In August 2012, former president Muhammad Morsi removed several senior officials within the military, leading to Zaki’s promotion to commander of the Republican Guard, a division of the armed forces tasked with defending the president.
Zaki was promoted to the rank of lieutenant general in January 2017. A December 2017 law raised the retirement age for lieutenant generals to 64 from 62, prompting Zaki to remain in his position. After President Abdel-Fattah El Sisi began his second term in office, Zaki was appointed as defense minister in a cabinet reshuffle in June 2018.
Several summaries of his career published after he was appointed defense minister say that Zaki led paratrooper units that secured government buildings during the protests in late 2011 along Muhammad Mahmoud Street in Cairo. It is not clear what role Zaki played in those events, and TIMEP was not able to independently confirm these reports.
On July 3, 2013, at the behest of Sisi, who was then defense minister, Zaki detained Morsi, removing him from power. As commander of the Republican Guard, Zaki oversaw more than 20,000 soldiers tasked with defending the presidency and its institutions. Zaki led a group of soldiers into the presidential palace on July 3 and officially detained Morsi. While this action contradicted his role as commander of the Republican Guard in defending the president, Zaki stated that he was acting on “the will of the people” when he arrested Morsi.

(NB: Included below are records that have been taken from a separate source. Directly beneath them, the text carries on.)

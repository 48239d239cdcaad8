//! Presentation helpers for selector labels.
//!
//! `pd` draws no UI of its own; the fuzzy finder does. This module only paints
//! labels before they are handed over and strips the paint again when a
//! selection comes back.

pub mod helpers;
pub mod theme;

pub use helpers::strip_ansi;
pub use theme::Theme;
//! Infrastructure layer for filesystem and process interactions.
//!
//! This module holds the pieces that touch the outside world: path resolution,
//! project detection, the home directory walk, and the external programs used
//! for selection (`fzf`) and previews (`exa`, `tree`, `ls`).

pub mod detector;
pub mod listing;
pub mod paths;
pub mod selector;
pub mod walker;

pub use detector::ProjectMarkers;
pub use listing::{preview, ListingTool};
pub use paths::{containing_directory, exists, expand, expand_tilde, resolve_symlinks};
pub use selector::{FzfSelector, Selector};
pub use walker::Discovery;
//! Diagnostic logging to a rotating file.
//!
//! stdout carries the directory the shell wrapper changes into, so log output
//! is written to a file instead:
//!
//! ```text
//! tracing macros → EnvFilter → fmt layer (no ANSI) → FileWriter → pd.log
//! ```
//!
//! # Configuration
//!
//! The filter is resolved from:
//! 1. `PD_LOG` environment variable (highest priority)
//! 2. `log_level` in `config.toml`
//! 3. Default: `"warn"`
//!
//! The file defaults to `pd.log` under the platform data directory
//! (`~/.local/share/pd/pd.log` on Linux) and rotates at 5 MiB, keeping three
//! backups.
//!
//! # Modules
//!
//! - [`init`]: Subscriber setup
//! - [`file_writer`]: Rotating file writer with size-based rotation

mod file_writer;
mod init;

pub use file_writer::FileWriter;
pub use init::{init_tracing, LOG_ENV};
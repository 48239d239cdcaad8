//! Storage layer for the directory history.
//!
//! The history is a flat set of [`LogRecord`]s keyed by absolute path. This
//! module owns the on-disk line format, the merge rules applied when new
//! observations arrive, and the ranking that orders records both on disk and
//! in the selector.
//!
//! # Modules
//!
//! - `models`: the record type and its line codec
//! - `ranking`: the single comparator used for every ordering
//! - `merge`: pure reconciliation and visit rules
//! - `backend`: the `Storage` trait
//! - `history`: the newline-delimited file backend

pub mod backend;
pub mod history;
pub mod merge;
pub mod models;
pub mod ranking;

pub use backend::Storage;
pub use history::HistoryFile;
pub use merge::RecordMap;
pub use models::LogRecord;
pub use ranking::{compare, ranked_with_home, sort_records};
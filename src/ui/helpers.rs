//! Text helpers shared by the label rendering code.

use regex::Regex;
use std::sync::OnceLock;

/// CSI escape sequences (colors, resets, cursor moves).
const ANSI_PATTERN: &str = r"\x1b\[[0-9;?]*[ -/]*[@-~]";

fn ansi_regex() -> &'static Regex {
    static ANSI: OnceLock<Regex> = OnceLock::new();
    ANSI.get_or_init(|| Regex::new(ANSI_PATTERN).expect("ANSI pattern is a valid regex"))
}

/// Removes ANSI escape sequences, leaving the text a terminal would display.
///
/// This is the text fzf prints for a selection when run with `--ansi`.
///
/// ```
/// use pd::ui::strip_ansi;
///
/// assert_eq!(strip_ansi("\u{1b}[38;2;1;2;3mpd\u{1b}[0m ~"), "pd ~");
/// ```
#[must_use]
pub fn strip_ansi(text: &str) -> String {
    ansi_regex().replace_all(text, "").into_owned()
}
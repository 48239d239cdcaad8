//! Rotating file writer with size-based rotation and backup retention.
//!
//! Diagnostics must never reach stdout (the shell wrapper reads it), so the
//! subscriber writes here instead. The file is rotated once it grows past a
//! size threshold and only a fixed number of backups are kept.

use std::fs::{self, OpenOptions};
use std::io::{self, Write};
use std::path::{Path, PathBuf};
use std::sync::Mutex;

/// Maximum file size before rotation (5 MiB).
const MAX_FILE_SIZE_BYTES: u64 = 5 * 1024 * 1024;

/// Number of backup files to retain after rotation.
const MAX_BACKUP_FILES: usize = 3;

/// Thread-safe rotating file writer.
///
/// # Rotation Strategy
///
/// 1. Check file size before each write
/// 2. If size > limit, rotate:
///    - Rename current file to `<name>.<unix_timestamp>`
///    - Open a new empty file
///    - Remove the oldest backups beyond the retention count
///
/// `&FileWriter` implements [`io::Write`], so an `Arc<FileWriter>` can be
/// handed straight to `tracing_subscriber::fmt::layer().with_writer(..)`.
pub struct FileWriter {
    /// Path to the primary log file.
    file_path: PathBuf,
    max_bytes: u64,
    keep: usize,
    /// Lazily opened on first write.
    writer: Mutex<Option<fs::File>>,
}

impl FileWriter {
    /// Creates a writer for `file_path` with the default limits.
    ///
    /// The file is not opened until the first write, so construction cannot
    /// fail.
    pub const fn new(file_path: PathBuf) -> Self {
        Self::with_limits(file_path, MAX_FILE_SIZE_BYTES, MAX_BACKUP_FILES)
    }

    /// Creates a writer rotating at `max_bytes` and keeping `keep` backups.
    pub const fn with_limits(file_path: PathBuf, max_bytes: u64, keep: usize) -> Self {
        Self {
            file_path,
            max_bytes,
            keep,
            writer: Mutex::new(None),
        }
    }

    /// Appends `buf` to the file, rotating first if it has grown too large.
    ///
    /// # Errors
    ///
    /// Fails if the file cannot be rotated, opened, or written, or if the lock
    /// was poisoned by a panicking writer.
    pub fn append(&self, buf: &[u8]) -> io::Result<()> {
        let mut writer = self
            .writer
            .lock()
            .map_err(|e| io::Error::new(io::ErrorKind::Other, format!("Mutex poisoned: {e}")))?;

        self.check_and_rotate(&mut writer)?;

        if writer.is_none() {
            let file = OpenOptions::new()
                .create(true)
                .append(true)
                .open(&self.file_path)?;
            *writer = Some(file);
        }

        let file = writer
            .as_mut()
            .ok_or_else(|| io::Error::new(io::ErrorKind::Other, "No file available"))?;

        file.write_all(buf)?;
        file.flush()
    }

    fn check_and_rotate(&self, writer: &mut Option<fs::File>) -> io::Result<()> {
        if let Ok(metadata) = fs::metadata(&self.file_path) {
            if metadata.len() > self.max_bytes {
                *writer = None;
                self.rotate_files()?;
            }
        }
        Ok(())
    }

    /// Renames the current file to `<name>.<unix_timestamp>` and prunes old
    /// backups.
    fn rotate_files(&self) -> io::Result<()> {
        let timestamp = chrono::Utc::now().timestamp();
        let backup_path = backup_path(&self.file_path, timestamp);

        if self.file_path.exists() {
            fs::rename(&self.file_path, &backup_path)?;
        }

        self.cleanup_old_backups()
    }

    /// Removes backups beyond the retention limit, oldest first.
    ///
    /// Individual deletion failures are ignored.
    fn cleanup_old_backups(&self) -> io::Result<()> {
        let parent_dir = match self.file_path.parent() {
            Some(dir) if !dir.as_os_str().is_empty() => dir,
            _ => Path::new("."),
        };

        let Some(file_name) = self.file_path.file_name().and_then(|s| s.to_str()) else {
            return Err(io::Error::new(io::ErrorKind::Other, "Invalid file name"));
        };
        let prefix = format!("{file_name}.");

        let mut backups: Vec<(i64, PathBuf)> = fs::read_dir(parent_dir)?
            .filter_map(std::result::Result::ok)
            .filter_map(|entry| {
                let name = entry.file_name();
                let stamp = name.to_str()?.strip_prefix(&prefix)?.parse::<i64>().ok()?;
                Some((stamp, entry.path()))
            })
            .collect();

        backups.sort_by(|a, b| b.0.cmp(&a.0));

        for (_, old_backup) in backups.iter().skip(self.keep) {
            let _ = fs::remove_file(old_backup);
        }

        Ok(())
    }
}

fn backup_path(file_path: &Path, timestamp: i64) -> PathBuf {
    let mut name = file_path.as_os_str().to_os_string();
    name.push(format!(".{timestamp}"));
    PathBuf::from(name)
}

impl Write for &FileWriter {
    fn write(&mut self, buf: &[u8]) -> io::Result<usize> {
        self.append(buf)?;
        Ok(buf.len())
    }

    fn flush(&mut self) -> io::Result<()> {
        Ok(())
    }
}

impl std::fmt::Debug for FileWriter {
    fn fmt(&self, f: &mut std::fmt::Formatter<'_>) -> std::fmt::Result {
        f.debug_struct("FileWriter")
            .field("file_path", &self.file_path)
            .field("max_bytes", &self.max_bytes)
            .finish_non_exhaustive()
    }
}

After Morsi’s removal, 51 protesters were killed by soldiers in the dispersal of a demonstration outside the Republican Guard’s headquarters in July 2013. Dissident army officers have claimed that Zaki permitted the attacks, in which security forces used live ammunition against the demonstrators. Despite the alleged connections to the killings, Zaki did not face charges and denied that he ordered the attack against the protesters. He remained in his post as commander of the Republican Guard following the incident, until his promotion to defense minister in 2018.